• [Task brief]: Check each line below for the word "subpasses" and give the count alone.

• [Extracted information]:
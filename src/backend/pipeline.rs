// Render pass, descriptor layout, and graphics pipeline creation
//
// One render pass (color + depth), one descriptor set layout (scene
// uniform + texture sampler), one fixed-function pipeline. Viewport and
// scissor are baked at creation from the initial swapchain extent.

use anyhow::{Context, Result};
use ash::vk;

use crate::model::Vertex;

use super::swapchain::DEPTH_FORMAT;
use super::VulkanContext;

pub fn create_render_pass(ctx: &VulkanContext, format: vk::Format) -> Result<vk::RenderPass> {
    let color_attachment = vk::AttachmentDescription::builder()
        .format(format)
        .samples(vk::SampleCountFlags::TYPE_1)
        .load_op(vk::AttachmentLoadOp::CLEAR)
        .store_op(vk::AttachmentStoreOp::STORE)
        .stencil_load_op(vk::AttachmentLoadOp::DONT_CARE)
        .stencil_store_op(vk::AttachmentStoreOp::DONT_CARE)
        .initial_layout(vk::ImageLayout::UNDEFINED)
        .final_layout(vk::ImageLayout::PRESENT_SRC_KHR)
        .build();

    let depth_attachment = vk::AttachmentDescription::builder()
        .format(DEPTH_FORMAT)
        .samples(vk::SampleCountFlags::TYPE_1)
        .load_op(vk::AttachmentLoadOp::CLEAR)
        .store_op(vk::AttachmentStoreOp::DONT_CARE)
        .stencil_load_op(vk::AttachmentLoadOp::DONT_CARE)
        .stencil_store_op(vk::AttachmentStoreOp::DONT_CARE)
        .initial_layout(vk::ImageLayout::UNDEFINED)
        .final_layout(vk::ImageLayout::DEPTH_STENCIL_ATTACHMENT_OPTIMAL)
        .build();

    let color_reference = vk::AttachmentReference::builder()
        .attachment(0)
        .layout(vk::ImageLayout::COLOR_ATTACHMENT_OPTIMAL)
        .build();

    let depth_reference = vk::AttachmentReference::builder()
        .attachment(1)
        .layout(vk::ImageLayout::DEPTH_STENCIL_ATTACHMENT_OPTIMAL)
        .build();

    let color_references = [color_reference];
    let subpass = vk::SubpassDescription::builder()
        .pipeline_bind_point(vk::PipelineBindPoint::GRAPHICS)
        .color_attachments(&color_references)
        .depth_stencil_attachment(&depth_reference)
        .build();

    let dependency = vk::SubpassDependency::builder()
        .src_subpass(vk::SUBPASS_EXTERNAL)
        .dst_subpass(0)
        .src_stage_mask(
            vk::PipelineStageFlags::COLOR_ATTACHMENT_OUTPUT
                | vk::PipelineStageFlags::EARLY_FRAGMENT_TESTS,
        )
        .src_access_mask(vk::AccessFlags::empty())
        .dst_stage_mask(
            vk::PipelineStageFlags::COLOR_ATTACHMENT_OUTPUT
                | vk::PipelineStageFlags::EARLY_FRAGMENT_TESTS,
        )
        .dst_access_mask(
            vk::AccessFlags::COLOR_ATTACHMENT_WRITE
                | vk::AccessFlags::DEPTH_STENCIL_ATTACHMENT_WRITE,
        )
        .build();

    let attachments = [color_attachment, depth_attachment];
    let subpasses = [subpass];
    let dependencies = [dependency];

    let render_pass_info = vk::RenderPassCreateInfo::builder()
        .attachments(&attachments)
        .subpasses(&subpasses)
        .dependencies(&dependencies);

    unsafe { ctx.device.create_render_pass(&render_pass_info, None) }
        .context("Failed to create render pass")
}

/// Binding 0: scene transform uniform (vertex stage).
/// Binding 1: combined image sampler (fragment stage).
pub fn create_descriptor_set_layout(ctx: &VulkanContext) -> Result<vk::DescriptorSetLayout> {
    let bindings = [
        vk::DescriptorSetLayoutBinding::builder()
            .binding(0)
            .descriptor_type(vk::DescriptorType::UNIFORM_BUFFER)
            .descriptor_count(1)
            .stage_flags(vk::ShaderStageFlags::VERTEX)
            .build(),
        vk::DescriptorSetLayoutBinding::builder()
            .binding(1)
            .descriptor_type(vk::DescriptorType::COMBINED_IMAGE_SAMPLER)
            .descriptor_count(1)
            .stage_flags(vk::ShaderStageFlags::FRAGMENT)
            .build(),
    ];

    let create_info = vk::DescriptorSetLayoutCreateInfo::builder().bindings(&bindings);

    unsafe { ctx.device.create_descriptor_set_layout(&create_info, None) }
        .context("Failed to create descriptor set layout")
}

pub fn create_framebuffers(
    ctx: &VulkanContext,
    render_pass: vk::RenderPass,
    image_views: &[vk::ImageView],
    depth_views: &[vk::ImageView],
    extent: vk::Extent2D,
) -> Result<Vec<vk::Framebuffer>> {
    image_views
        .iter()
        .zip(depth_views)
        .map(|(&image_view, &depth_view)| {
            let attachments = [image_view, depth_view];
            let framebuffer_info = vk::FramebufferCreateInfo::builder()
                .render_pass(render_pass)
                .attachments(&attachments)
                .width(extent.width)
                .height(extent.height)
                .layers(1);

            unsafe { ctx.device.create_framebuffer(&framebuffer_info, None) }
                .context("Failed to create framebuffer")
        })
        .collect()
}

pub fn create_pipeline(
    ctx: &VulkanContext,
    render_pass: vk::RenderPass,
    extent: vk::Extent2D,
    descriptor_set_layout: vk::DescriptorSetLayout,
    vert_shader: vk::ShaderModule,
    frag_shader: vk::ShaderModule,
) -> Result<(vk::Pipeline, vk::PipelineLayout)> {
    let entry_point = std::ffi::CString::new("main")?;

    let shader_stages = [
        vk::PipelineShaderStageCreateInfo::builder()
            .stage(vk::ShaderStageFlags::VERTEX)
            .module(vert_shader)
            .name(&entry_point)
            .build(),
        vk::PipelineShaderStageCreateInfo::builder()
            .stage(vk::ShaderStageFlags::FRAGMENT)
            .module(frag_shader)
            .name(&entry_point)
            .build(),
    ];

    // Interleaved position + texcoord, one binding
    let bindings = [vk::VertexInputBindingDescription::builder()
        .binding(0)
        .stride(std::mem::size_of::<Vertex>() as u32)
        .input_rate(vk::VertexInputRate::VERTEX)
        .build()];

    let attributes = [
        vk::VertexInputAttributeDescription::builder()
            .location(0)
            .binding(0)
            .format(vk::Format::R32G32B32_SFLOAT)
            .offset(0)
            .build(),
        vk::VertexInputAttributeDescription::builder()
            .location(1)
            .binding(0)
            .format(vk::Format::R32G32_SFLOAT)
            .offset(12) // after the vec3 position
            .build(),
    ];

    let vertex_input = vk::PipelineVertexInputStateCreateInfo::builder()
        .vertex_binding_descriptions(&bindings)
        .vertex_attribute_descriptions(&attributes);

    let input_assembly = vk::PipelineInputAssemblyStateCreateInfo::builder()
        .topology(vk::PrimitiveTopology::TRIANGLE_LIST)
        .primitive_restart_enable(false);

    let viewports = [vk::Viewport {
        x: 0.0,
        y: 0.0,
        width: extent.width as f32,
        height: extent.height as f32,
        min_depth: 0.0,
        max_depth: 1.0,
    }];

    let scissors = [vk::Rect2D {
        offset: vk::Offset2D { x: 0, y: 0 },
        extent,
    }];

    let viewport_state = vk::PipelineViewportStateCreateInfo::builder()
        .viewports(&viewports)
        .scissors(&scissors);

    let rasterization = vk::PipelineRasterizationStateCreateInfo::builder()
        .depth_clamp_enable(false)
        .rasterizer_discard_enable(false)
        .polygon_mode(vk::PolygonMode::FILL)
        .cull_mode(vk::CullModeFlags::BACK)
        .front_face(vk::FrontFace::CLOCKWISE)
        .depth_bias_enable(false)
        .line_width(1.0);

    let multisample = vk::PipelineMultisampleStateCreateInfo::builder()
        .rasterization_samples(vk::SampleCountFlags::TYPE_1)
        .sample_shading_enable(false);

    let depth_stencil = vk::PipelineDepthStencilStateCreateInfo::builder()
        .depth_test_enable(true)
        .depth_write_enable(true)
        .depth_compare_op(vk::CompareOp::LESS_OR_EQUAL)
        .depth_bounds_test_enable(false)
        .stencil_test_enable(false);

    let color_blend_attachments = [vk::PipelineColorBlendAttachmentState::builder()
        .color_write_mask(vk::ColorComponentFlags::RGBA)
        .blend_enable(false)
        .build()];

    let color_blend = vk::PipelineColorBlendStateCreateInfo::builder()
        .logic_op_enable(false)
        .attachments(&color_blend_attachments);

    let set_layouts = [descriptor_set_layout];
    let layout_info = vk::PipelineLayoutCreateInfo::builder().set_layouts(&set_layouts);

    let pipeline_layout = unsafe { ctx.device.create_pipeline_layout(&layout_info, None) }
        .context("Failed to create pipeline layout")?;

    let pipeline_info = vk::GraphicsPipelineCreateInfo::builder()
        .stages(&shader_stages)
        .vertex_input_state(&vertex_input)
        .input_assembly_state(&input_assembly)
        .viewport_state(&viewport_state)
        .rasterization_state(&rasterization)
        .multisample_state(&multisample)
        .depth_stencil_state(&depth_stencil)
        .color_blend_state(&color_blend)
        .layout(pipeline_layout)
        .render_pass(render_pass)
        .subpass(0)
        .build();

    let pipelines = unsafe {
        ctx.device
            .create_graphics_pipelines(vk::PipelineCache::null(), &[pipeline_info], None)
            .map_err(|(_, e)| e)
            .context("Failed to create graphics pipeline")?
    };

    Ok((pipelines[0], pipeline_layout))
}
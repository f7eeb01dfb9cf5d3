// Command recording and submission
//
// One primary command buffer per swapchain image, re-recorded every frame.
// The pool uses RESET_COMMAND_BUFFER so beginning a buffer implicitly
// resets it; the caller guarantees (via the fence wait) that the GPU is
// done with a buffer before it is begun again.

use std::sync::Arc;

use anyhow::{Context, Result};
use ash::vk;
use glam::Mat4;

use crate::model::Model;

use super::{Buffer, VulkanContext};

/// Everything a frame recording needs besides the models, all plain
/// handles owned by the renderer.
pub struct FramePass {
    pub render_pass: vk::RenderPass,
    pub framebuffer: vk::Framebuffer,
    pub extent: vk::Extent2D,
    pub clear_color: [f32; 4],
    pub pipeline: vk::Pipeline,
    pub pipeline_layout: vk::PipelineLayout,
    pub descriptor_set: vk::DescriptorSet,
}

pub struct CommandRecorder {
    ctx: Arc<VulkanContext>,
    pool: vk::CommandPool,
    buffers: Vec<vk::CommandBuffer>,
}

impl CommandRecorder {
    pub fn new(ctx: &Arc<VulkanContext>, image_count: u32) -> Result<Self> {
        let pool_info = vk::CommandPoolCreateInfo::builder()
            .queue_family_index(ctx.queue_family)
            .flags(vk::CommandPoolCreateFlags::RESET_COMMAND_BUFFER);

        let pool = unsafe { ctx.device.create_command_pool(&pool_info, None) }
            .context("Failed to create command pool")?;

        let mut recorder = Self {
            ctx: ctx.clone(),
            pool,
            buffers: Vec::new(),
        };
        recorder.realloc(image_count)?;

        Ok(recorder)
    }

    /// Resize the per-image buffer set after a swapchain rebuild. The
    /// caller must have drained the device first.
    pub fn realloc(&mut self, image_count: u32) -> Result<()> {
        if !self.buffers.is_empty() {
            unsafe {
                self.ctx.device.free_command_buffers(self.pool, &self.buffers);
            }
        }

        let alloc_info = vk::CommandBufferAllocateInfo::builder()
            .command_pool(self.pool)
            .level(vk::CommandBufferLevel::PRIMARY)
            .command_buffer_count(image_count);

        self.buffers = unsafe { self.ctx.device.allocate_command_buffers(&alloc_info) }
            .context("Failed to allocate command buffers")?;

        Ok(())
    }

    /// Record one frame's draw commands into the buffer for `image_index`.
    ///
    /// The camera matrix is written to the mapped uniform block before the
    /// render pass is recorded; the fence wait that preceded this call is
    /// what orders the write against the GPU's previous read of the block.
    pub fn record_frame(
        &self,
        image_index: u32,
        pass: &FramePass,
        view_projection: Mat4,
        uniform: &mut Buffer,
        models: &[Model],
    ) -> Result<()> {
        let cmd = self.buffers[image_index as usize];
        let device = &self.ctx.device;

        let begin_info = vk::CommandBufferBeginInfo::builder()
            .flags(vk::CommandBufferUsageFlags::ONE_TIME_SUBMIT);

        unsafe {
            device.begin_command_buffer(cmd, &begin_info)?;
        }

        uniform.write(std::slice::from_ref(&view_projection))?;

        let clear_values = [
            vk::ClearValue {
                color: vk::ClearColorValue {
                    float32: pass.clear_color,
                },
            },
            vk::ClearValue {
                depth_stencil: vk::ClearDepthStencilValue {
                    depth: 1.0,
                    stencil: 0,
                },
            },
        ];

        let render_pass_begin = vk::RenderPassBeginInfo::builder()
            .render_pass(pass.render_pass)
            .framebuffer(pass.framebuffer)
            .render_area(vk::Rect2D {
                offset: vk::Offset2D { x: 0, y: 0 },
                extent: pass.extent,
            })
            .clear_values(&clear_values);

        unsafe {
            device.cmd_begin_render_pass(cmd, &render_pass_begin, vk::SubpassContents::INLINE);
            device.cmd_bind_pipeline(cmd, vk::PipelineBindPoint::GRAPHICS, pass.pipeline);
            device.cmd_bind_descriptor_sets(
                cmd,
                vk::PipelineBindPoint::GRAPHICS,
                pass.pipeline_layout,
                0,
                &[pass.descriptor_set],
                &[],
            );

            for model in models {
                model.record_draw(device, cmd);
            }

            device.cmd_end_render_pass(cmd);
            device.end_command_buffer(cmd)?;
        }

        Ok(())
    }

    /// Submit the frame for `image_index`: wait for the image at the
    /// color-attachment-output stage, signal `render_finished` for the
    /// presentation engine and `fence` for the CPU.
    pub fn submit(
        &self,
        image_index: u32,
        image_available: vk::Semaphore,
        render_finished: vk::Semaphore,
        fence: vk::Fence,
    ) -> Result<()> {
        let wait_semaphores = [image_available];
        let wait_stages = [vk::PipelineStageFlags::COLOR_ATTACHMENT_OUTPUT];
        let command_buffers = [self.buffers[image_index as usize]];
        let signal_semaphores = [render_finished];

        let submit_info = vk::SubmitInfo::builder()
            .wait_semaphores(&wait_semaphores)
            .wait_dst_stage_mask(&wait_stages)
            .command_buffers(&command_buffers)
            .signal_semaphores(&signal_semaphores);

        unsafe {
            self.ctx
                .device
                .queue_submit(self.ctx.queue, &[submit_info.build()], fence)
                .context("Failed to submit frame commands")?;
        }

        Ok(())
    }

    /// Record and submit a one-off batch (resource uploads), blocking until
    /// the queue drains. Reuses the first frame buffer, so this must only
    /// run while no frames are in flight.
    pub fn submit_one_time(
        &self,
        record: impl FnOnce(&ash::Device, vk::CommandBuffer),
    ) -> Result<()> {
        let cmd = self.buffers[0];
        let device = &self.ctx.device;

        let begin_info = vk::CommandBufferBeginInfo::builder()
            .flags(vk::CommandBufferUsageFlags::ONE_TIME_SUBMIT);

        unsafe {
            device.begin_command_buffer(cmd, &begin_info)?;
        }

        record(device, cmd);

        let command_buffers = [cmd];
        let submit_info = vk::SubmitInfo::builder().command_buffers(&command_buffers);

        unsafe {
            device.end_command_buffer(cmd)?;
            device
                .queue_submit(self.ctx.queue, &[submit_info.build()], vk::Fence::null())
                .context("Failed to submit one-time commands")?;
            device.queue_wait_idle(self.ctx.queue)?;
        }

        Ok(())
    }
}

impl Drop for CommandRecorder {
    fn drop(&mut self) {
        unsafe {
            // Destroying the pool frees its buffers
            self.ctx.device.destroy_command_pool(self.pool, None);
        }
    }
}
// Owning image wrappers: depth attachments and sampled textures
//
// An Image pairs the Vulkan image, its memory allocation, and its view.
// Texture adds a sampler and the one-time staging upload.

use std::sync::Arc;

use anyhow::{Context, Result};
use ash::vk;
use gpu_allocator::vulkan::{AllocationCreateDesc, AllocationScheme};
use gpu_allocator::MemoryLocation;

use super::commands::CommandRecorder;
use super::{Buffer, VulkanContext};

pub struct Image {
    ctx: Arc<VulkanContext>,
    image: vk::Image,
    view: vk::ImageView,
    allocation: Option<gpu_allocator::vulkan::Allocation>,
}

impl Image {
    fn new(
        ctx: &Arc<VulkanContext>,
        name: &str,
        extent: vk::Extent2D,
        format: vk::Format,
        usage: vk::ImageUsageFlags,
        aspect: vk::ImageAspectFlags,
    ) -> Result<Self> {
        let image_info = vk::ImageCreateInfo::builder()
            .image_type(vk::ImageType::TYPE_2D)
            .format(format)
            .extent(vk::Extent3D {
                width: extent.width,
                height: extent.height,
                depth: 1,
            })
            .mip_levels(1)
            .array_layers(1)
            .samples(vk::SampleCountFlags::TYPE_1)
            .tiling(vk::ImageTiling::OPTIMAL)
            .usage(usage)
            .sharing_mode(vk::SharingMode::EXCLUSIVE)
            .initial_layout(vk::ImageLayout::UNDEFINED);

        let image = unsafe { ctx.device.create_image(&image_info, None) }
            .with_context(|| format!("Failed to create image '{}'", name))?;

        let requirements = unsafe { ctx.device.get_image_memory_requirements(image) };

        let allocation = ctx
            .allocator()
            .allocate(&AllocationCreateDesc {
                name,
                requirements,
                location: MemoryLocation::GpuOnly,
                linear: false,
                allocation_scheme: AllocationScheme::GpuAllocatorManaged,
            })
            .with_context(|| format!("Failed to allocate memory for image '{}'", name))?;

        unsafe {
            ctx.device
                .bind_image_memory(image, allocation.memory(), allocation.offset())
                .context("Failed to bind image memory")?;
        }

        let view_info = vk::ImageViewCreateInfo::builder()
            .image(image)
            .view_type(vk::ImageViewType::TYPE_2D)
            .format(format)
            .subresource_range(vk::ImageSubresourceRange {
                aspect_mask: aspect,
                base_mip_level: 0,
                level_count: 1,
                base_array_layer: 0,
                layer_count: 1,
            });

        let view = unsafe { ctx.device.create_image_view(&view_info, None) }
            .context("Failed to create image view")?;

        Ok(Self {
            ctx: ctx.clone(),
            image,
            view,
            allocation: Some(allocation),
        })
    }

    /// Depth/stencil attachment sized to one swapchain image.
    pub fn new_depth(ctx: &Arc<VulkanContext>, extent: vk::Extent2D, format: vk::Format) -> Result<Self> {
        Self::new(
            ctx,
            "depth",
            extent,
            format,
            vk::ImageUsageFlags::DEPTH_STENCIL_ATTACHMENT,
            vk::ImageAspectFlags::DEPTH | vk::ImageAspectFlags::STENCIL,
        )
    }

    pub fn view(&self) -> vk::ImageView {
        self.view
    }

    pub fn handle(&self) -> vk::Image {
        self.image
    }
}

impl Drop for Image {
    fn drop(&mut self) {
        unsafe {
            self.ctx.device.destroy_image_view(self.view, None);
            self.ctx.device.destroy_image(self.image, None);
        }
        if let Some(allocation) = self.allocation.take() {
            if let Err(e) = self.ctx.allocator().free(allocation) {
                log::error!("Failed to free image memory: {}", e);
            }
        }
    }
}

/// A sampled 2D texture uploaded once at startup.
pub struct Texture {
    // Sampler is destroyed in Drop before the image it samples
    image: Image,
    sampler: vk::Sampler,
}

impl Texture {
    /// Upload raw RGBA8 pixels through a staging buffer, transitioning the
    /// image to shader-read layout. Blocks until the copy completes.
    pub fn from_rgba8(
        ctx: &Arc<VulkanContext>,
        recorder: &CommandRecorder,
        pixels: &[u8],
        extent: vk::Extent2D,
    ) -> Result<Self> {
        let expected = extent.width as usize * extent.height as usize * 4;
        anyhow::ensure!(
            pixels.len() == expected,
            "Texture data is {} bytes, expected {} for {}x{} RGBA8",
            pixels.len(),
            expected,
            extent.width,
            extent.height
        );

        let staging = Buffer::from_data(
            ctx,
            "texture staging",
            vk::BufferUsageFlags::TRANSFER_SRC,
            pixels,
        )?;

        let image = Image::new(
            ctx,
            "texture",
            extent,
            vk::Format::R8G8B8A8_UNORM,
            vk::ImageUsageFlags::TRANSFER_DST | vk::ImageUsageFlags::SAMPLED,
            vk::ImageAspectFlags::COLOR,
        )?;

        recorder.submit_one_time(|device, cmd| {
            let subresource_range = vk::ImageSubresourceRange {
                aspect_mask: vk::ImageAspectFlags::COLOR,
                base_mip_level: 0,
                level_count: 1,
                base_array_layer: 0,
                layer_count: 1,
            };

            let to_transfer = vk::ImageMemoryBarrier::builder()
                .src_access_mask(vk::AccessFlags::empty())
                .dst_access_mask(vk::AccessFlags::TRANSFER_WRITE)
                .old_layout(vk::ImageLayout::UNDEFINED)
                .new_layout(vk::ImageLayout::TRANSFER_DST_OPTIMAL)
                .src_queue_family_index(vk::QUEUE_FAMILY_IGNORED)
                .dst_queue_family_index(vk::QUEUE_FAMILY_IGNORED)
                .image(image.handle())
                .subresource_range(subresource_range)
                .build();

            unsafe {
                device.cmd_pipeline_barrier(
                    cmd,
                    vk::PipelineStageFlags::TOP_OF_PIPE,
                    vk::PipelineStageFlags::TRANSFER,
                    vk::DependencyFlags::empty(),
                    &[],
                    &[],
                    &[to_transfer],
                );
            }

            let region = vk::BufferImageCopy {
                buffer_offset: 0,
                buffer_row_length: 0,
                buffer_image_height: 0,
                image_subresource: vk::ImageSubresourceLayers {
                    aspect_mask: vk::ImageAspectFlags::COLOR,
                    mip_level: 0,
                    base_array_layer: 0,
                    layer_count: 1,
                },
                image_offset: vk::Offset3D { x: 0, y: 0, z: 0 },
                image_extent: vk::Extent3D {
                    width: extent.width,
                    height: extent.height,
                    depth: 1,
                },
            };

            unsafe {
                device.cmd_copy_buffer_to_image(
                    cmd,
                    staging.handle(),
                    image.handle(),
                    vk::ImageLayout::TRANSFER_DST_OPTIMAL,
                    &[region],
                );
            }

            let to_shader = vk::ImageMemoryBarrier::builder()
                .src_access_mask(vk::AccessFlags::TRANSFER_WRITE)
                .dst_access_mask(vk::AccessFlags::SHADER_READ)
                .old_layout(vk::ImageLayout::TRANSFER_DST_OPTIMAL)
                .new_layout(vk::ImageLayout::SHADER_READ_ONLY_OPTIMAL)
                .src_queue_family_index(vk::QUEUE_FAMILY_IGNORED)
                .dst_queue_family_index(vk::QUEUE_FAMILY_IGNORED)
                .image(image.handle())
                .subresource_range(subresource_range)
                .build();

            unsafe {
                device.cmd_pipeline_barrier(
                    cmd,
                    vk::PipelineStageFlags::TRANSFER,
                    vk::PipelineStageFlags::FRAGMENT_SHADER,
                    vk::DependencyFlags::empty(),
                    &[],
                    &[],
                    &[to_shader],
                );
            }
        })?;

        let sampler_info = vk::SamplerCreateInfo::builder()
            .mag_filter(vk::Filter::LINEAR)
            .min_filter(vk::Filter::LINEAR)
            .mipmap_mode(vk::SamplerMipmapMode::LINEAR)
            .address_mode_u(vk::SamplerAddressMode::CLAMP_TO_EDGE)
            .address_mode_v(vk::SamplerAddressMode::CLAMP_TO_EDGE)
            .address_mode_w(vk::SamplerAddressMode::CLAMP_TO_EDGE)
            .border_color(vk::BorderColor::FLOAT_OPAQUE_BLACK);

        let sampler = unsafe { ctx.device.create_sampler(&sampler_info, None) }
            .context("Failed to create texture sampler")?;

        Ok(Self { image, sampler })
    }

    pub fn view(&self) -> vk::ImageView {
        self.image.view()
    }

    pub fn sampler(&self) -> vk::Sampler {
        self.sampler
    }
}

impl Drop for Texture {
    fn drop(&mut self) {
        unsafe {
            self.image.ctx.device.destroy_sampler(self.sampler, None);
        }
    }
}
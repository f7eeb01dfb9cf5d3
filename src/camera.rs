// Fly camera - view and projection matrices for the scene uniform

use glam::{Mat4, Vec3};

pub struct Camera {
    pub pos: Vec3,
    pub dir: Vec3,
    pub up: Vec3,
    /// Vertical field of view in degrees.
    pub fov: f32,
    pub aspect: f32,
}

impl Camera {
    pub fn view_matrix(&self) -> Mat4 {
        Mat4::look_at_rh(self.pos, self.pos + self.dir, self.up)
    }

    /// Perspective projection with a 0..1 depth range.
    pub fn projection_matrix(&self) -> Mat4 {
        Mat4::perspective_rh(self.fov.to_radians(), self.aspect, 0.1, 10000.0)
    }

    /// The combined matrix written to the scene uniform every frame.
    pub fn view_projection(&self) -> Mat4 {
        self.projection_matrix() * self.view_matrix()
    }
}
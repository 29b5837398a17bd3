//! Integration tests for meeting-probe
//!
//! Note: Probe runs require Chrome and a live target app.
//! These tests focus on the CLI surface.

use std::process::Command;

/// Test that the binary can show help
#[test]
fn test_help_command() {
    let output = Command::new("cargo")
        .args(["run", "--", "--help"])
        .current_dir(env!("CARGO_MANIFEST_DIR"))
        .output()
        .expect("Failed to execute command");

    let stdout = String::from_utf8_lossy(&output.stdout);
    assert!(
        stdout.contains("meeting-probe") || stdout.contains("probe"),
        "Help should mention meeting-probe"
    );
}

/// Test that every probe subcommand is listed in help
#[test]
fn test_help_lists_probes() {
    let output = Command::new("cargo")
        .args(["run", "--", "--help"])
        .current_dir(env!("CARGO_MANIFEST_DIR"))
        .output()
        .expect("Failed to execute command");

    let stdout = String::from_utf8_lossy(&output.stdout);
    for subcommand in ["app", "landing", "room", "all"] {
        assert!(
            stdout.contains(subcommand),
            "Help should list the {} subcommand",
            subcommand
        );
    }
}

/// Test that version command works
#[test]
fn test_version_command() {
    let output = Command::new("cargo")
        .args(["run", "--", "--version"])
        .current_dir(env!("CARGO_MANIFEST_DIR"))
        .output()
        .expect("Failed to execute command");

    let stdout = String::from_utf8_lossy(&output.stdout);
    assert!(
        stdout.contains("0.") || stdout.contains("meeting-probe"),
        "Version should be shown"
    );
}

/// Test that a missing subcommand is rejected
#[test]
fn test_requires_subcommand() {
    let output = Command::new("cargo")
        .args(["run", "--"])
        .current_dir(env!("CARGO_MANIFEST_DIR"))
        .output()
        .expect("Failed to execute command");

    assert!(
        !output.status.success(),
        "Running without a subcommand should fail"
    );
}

• [Solution to this task]: 2